林弈的指尖在棋罐中轻轻一拈,仿佛拈起的不是冰冷的棋子,而是一缕无形的火焰。
他的动作没有丝毫停顿。
前一手的“二间高夹”掀起的血腥风暴还未平息,新的战斗号角便已吹响。
啪!
又是一声清脆的落子。
这一手,不偏不倚,落在了黑棋厚势的边缘,一个看似无关痛痒,却又极其碍眼的位置。
吊!
轻飘飘的一手“吊”,仿佛是对佐为那固若金汤的“秀策流”最赤裸的嘲讽。
棋局,正式进入中盘。
这本该是黑棋利用坚实布局,开始全面发力的阶段。
然而,一种难以言喻的诡异感觉,一层粘稠的迷雾,开始笼罩藤原佐为的心头。
“奇怪……太奇怪了。”
意识空间中,佐为的身影凝滞不动,他的目光死死锁定着棋盘,仿佛要将那黑白交错的纹路看穿。
他借由进藤光的眼睛审视着全局。
千年光阴,从平安京的宫廷棋宴,到附身于本因坊秀策时的纵横捭阖,他从未遇到过如此荒诞的局面。
黑棋的棋形堪称完美。
每一手都严格遵循着古谱中的“本手”,厚实得宛若一座坚不可摧的堡垒。
按照他千年积累的棋理,这种无懈可击的厚势,在中盘战斗中,会转化为滔滔不绝的攻击力,将白棋彻底碾碎、吞噬。
可是现在……
佐为惊恐地发现——白棋根本不怕他的厚势。
林弈的白棋,是一团无法握在手中的水银,是一阵穿过厅堂的烈风。
抓不住。
根本抓不住!
每当佐为感觉自己的拳头已经蓄满了千钧之力,准备狠狠砸落时,林弈总能用一种轻盈得近乎“轻浮”的手段,瞬间将战场转移。
那颗刚刚落下的白子,就是最好的证明。
它既不围空,也不进攻,看似毫无道理,完全违背了棋形的美感。
但在佐为的眼中,这却是一步让他五脏六腑都纠结起来的“试应手”。
他能清晰地“看”到后续的变化。
如果黑棋选择稳妥地围空,白棋就会顺势侵消,将黑棋的模样压缩得扁扁的,厚势瞬间贬值。

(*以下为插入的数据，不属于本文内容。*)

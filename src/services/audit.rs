use crate::error::{AppError, AppResult};
use crate::notifier::EngineEvent;
use serde::{Deserialize, Serialize};
use std::fs::OpenOptions;
use std::io::Write;
use std::path::{Path, PathBuf};
use std::sync::Arc;
use tokio::sync::broadcast::error::RecvError;
use tokio::sync::broadcast::Receiver;
use tokio::sync::Mutex;
use tokio::task::JoinHandle;
use tracing::{error, info, warn};
use uuid::Uuid;

/// Audit log entry
#[derive(Debug, Clone, Serialize, Deserialize)]
pub struct AuditLogEntry {
    pub id: Uuid,
    pub timestamp: i64,
    pub event_type: String,
    pub channel: String,
    pub details: serde_json::Value,
}

impl AuditLogEntry {
    pub fn from_event(event: &EngineEvent) -> AppResult<Self> {
        Ok(Self {
            id: Uuid::new_v4(),
            timestamp: chrono::Utc::now().timestamp(),
            event_type: event.event_type().to_string(),
            channel: event.channel(),
            details: serde_json::to_value(event)?,
        })
    }
}

/// Append-only JSON-lines trail of engine events
pub struct AuditTrailService {
    log_file: PathBuf,
    file_handle: Arc<Mutex<std::fs::File>>,
}

impl AuditTrailService {
    /// Open today's audit file in `log_directory`, creating it if needed
    pub fn new(log_directory: &Path) -> AppResult<Self> {
        std::fs::create_dir_all(log_directory)
            .map_err(|e| AppError::Message(format!("Failed to create log directory: {}", e)))?;

        let date = chrono::Utc::now().format("%Y-%m-%d");
        let log_file = log_directory.join(format!("audit_{}.log", date));

        let file = OpenOptions::new()
            .create(true)
            .append(true)
            .open(&log_file)
            .map_err(|e| AppError::Message(format!("Failed to open audit log file: {}", e)))?;

        info!("Audit trail initialized: {:?}", log_file);

        Ok(Self {
            log_file,
            file_handle: Arc::new(Mutex::new(file)),
        })
    }

    pub fn log_file(&self) -> &Path {
        &self.log_file
    }

    /// Log an audit entry
    pub async fn log(&self, entry: &AuditLogEntry) -> AppResult<()> {
        let json = serde_json::to_string(entry)?;

        let mut file = self.file_handle.lock().await;
        writeln!(file, "{}", json)
            .map_err(|e| AppError::Message(format!("Failed to write audit log: {}", e)))?;

        file.flush()
            .map_err(|e| AppError::Message(format!("Failed to flush audit log: {}", e)))?;

        Ok(())
    }

    pub async fn log_event(&self, event: &EngineEvent) -> AppResult<()> {
        let entry = AuditLogEntry::from_event(event)?;
        self.log(&entry).await
    }

    /// Write every event received on `events` until all publishers are gone
    pub fn spawn_drain(self: Arc<Self>, mut events: Receiver<EngineEvent>) -> JoinHandle<usize> {
        tokio::spawn(async move {
            let mut written = 0usize;
            loop {
                match events.recv().await {
                    Ok(event) => match self.log_event(&event).await {
                        Ok(()) => written += 1,
                        Err(e) => error!("Failed to audit {}: {}", event.event_type(), e),
                    },
                    Err(RecvError::Lagged(skipped)) => {
                        warn!("Audit trail lagged, {} events were not recorded", skipped);
                    }
                    Err(RecvError::Closed) => break,
                }
            }
            info!("Audit trail drained, {} entries written", written);
            written
        })
    }
}

#[cfg(test)]
mod tests {
    use super::*;
    use crate::notifier::EventNotifier;

    fn temp_dir(tag: &str) -> PathBuf {
        std::env::temp_dir().join(format!("bracket_pool_audit_{}_{}", tag, Uuid::new_v4()))
    }

    #[tokio::test]
    async fn test_log_event_appends_json_line() {
        let dir = temp_dir("append");
        let audit = AuditTrailService::new(&dir).unwrap();

        audit
            .log_event(&EngineEvent::RoundAdvanced {
                tournament_id: 4,
                round: 2,
            })
            .await
            .unwrap();

        let contents = std::fs::read_to_string(audit.log_file()).unwrap();
        let entry: AuditLogEntry = serde_json::from_str(contents.lines().next().unwrap()).unwrap();
        assert_eq!(entry.event_type, "round_advanced");
        assert_eq!(entry.channel, "tournament:4");
        assert_eq!(entry.details["round"], 2);

        std::fs::remove_dir_all(dir).ok();
    }

    #[tokio::test]
    async fn test_drain_stops_when_publishers_drop() {
        let dir = temp_dir("drain");
        let audit = Arc::new(AuditTrailService::new(&dir).unwrap());
        let notifier = EventNotifier::new(8);
        let handle = audit.clone().spawn_drain(notifier.subscribe());

        notifier.publish(EngineEvent::RoundAdvanced {
            tournament_id: 1,
            round: 2,
        });
        notifier.publish(EngineEvent::RoundReverted {
            tournament_id: 1,
            round: 1,
        });
        drop(notifier);

        assert_eq!(handle.await.unwrap(), 2);
        let contents = std::fs::read_to_string(audit.log_file()).unwrap();
        assert_eq!(contents.lines().count(), 2);

        std::fs::remove_dir_all(dir).ok();
    }
}
use std::time::Instant;

use tracing::{debug, trace};

use crate::types::{CompiledRef, CompiledRule, Resolution};
use crate::{
    Engine, EvaluationError, FactMap, MatchReport, MatchedRule, Outcome, ResultType, RunError,
};

/// State for a single call: fact values and memoized rule matches. Never
/// outlives the call that created it.
struct Evaluation<'e, 'c, C, R> {
    engine: &'e Engine<C, R>,
    criteria: &'c C,
    facts: FactMap<'e>,
    memo: Vec<Option<bool>>,
    /// Rule indices in the order their match was settled; detailed runs only.
    order: Option<Vec<usize>>,
}

/// Where a rule's match computation stands.
#[derive(Clone, Copy)]
enum Step {
    Test,
    And(usize),
    AndNot(usize),
}

/// A reference's value, or the rule it waits on.
enum Lookup {
    Known(bool),
    Pending(usize),
}

/// What to do with the rule on top of the work stack.
enum Action {
    Advance(Step),
    Descend(usize),
    Settle(bool),
}

impl<'e, 'c, C, R> Evaluation<'e, 'c, C, R> {
    fn new(
        engine: &'e Engine<C, R>,
        criteria: &'c C,
        record_order: bool,
    ) -> Result<Self, EvaluationError> {
        let facts = evaluate_facts(engine, criteria)?;
        Ok(Self {
            engine,
            criteria,
            facts,
            memo: vec![None; engine.rules.len()],
            order: record_order.then(|| Vec::with_capacity(engine.rules.len())),
        })
    }

    /// Whether the rule at `idx` matches: its own test, then every `and`
    /// reference, then no `and_not` reference. Computed once per call.
    ///
    /// Referenced rules are resolved on an explicit work stack, so chain
    /// depth is bounded by memory rather than the thread's stack.
    fn matches(&mut self, idx: usize) -> Result<bool, EvaluationError> {
        if let Some(matched) = self.memo[idx] {
            return Ok(matched);
        }

        let engine = self.engine;
        let mut stack = vec![(idx, Step::Test)];

        while let Some(&(current, step)) = stack.last() {
            let rule = &engine.rules[current];
            match self.step(rule, step)? {
                Action::Advance(next) => {
                    if let Some(top) = stack.last_mut() {
                        top.1 = next;
                    }
                }
                // Revisits the same step once the referenced rule is settled.
                Action::Descend(dep) => stack.push((dep, Step::Test)),
                Action::Settle(matched) => {
                    trace!(rule = %rule.label, matched, "rule evaluated");
                    self.memo[current] = Some(matched);
                    if let Some(order) = &mut self.order {
                        order.push(current);
                    }
                    stack.pop();
                }
            }
        }

        Ok(self.memo[idx].unwrap_or(false))
    }

    fn step(&self, rule: &CompiledRule<C, R>, step: Step) -> Result<Action, EvaluationError> {
        Ok(match step {
            Step::Test => {
                if self.test(rule)? {
                    Action::Advance(Step::And(0))
                } else {
                    Action::Settle(false)
                }
            }
            Step::And(i) => match rule.and.get(i) {
                None => Action::Advance(Step::AndNot(0)),
                Some(reference) => match self.resolve(rule, reference)? {
                    Lookup::Pending(dep) => Action::Descend(dep),
                    Lookup::Known(true) => Action::Advance(Step::And(i + 1)),
                    Lookup::Known(false) => Action::Settle(false),
                },
            },
            Step::AndNot(i) => match rule.and_not.get(i) {
                None => Action::Settle(true),
                Some(reference) => match self.resolve(rule, reference)? {
                    Lookup::Pending(dep) => Action::Descend(dep),
                    Lookup::Known(true) => Action::Settle(false),
                    Lookup::Known(false) => Action::Advance(Step::AndNot(i + 1)),
                },
            },
        })
    }

    fn test(&self, rule: &CompiledRule<C, R>) -> Result<bool, EvaluationError> {
        (rule.test)(self.criteria, &self.facts).map_err(|source| EvaluationError::Rule {
            rule: rule.label.clone(),
            source,
        })
    }

    fn resolve(
        &self,
        rule: &CompiledRule<C, R>,
        reference: &CompiledRef<C>,
    ) -> Result<Lookup, EvaluationError> {
        match reference {
            CompiledRef::Fact(idx) => Ok(Lookup::Known(self.facts.by_index(*idx))),
            CompiledRef::Rule(idx) => Ok(match self.memo[*idx] {
                Some(matched) => Lookup::Known(matched),
                None => Lookup::Pending(*idx),
            }),
            CompiledRef::Condition(f) => f(self.criteria)
                .map(Lookup::Known)
                .map_err(|source| EvaluationError::Condition {
                    rule: rule.label.clone(),
                    source,
                }),
        }
    }

    /// Matching rule indices in declaration order. Every rule is evaluated,
    /// so a failure anywhere aborts the call regardless of policy.
    fn scan(&mut self) -> Result<Vec<usize>, EvaluationError> {
        let mut matched = Vec::new();
        for idx in 0..self.engine.rules.len() {
            if self.matches(idx)? {
                matched.push(idx);
            }
        }
        Ok(matched)
    }
}

fn evaluate_facts<'e, C, R>(
    engine: &'e Engine<C, R>,
    criteria: &C,
) -> Result<FactMap<'e>, EvaluationError> {
    let values = engine
        .facts
        .iter()
        .zip(&engine.fact_ids)
        .map(|(test, id)| {
            test(criteria).map_err(|source| EvaluationError::Fact {
                fact: id.clone(),
                source,
            })
        })
        .collect::<Result<Vec<_>, _>>()?;
    Ok(FactMap::new(&engine.fact_ids, &engine.fact_indices, values))
}

fn resolve_result<C, R>(rule: &CompiledRule<C, R>, criteria: &C) -> Result<R, EvaluationError>
where
    R: Clone + From<String>,
{
    match &rule.outcome {
        Resolution::Outcome(Outcome::Static(value)) => Ok(value.clone()),
        Resolution::Outcome(Outcome::Computed(f)) => {
            f(criteria).map_err(|source| EvaluationError::Result {
                rule: rule.label.clone(),
                source,
            })
        }
        Resolution::Id(id) => Ok(R::from(id.clone())),
    }
}

/// Evaluate every rule, resolve every match, then apply a cardinality
/// policy. With `single` only the first match in declaration order is kept.
pub(crate) fn select<C, R>(
    engine: &Engine<C, R>,
    criteria: &C,
    policy: ResultType,
    single: bool,
) -> Result<Vec<R>, RunError>
where
    R: Clone + From<String>,
{
    let mut evaluation = Evaluation::new(engine, criteria, false).map_err(log_failure)?;
    let matched = evaluation.scan().map_err(log_failure)?;

    if matched.is_empty() && policy.requires_match() {
        debug!(result_type = %policy, "no rule matched");
        return Err(RunError::NoMatch {
            result_type: policy,
        });
    }

    let mut results = matched
        .into_iter()
        .map(|idx| resolve_result(&engine.rules[idx], criteria))
        .collect::<Result<Vec<_>, _>>()
        .map_err(log_failure)?;
    if single {
        results.truncate(1);
    }
    Ok(results)
}

pub(crate) fn evaluate_detailed<C, R>(
    engine: &Engine<C, R>,
    criteria: &C,
) -> Result<MatchReport<R>, EvaluationError>
where
    R: Clone + From<String>,
{
    let start = Instant::now();

    let mut evaluation = Evaluation::new(engine, criteria, true)?;
    let matched = evaluation.scan()?;

    let matches = matched
        .into_iter()
        .map(|idx| -> Result<MatchedRule<R>, EvaluationError> {
            let rule = &engine.rules[idx];
            Ok(MatchedRule {
                rule: rule.label.clone(),
                index: idx,
                result: resolve_result(rule, criteria)?,
            })
        })
        .collect::<Result<Vec<_>, _>>()?;

    let evaluation_order = evaluation
        .order
        .iter()
        .flatten()
        .map(|&idx| engine.rules[idx].label.clone())
        .collect();
    let facts = evaluation
        .facts
        .iter()
        .map(|(id, value)| (id.to_owned(), value))
        .collect();

    Ok(MatchReport::new(
        matches,
        evaluation_order,
        facts,
        start.elapsed(),
    ))
}

fn log_failure(err: EvaluationError) -> EvaluationError {
    debug!(origin = err.origin(), error = %err, "evaluation failed");
    err
}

如果黑棋选择强硬地反击,白棋就会借力打力,灵活腾挪,甚至会毫不犹豫地将这颗子当做弃子,转而在棋盘的另一边获得更大的利益。
“这……这是什么步调?”
佐为控制着进藤光的手,悬停在半空。
那只属于少年的手,此刻却在剧烈地颤抖,迟迟无法落下。
一滴汗珠,顺着进藤光的额角滑落。
啪嗒。
清脆地滴在木质的地板上。
少年虽然还看不懂棋盘上深奥的博弈,但他能清晰地感受到,体内那个强大灵魂正在经历着前所未有的焦虑。
那种感觉,是溺水者在黑暗的深海中拼命挣扎,却发现水位还在无情地上涨。
每一分,每一秒,都充满了窒息感。
“佐为,你怎么了?你的手在抖……”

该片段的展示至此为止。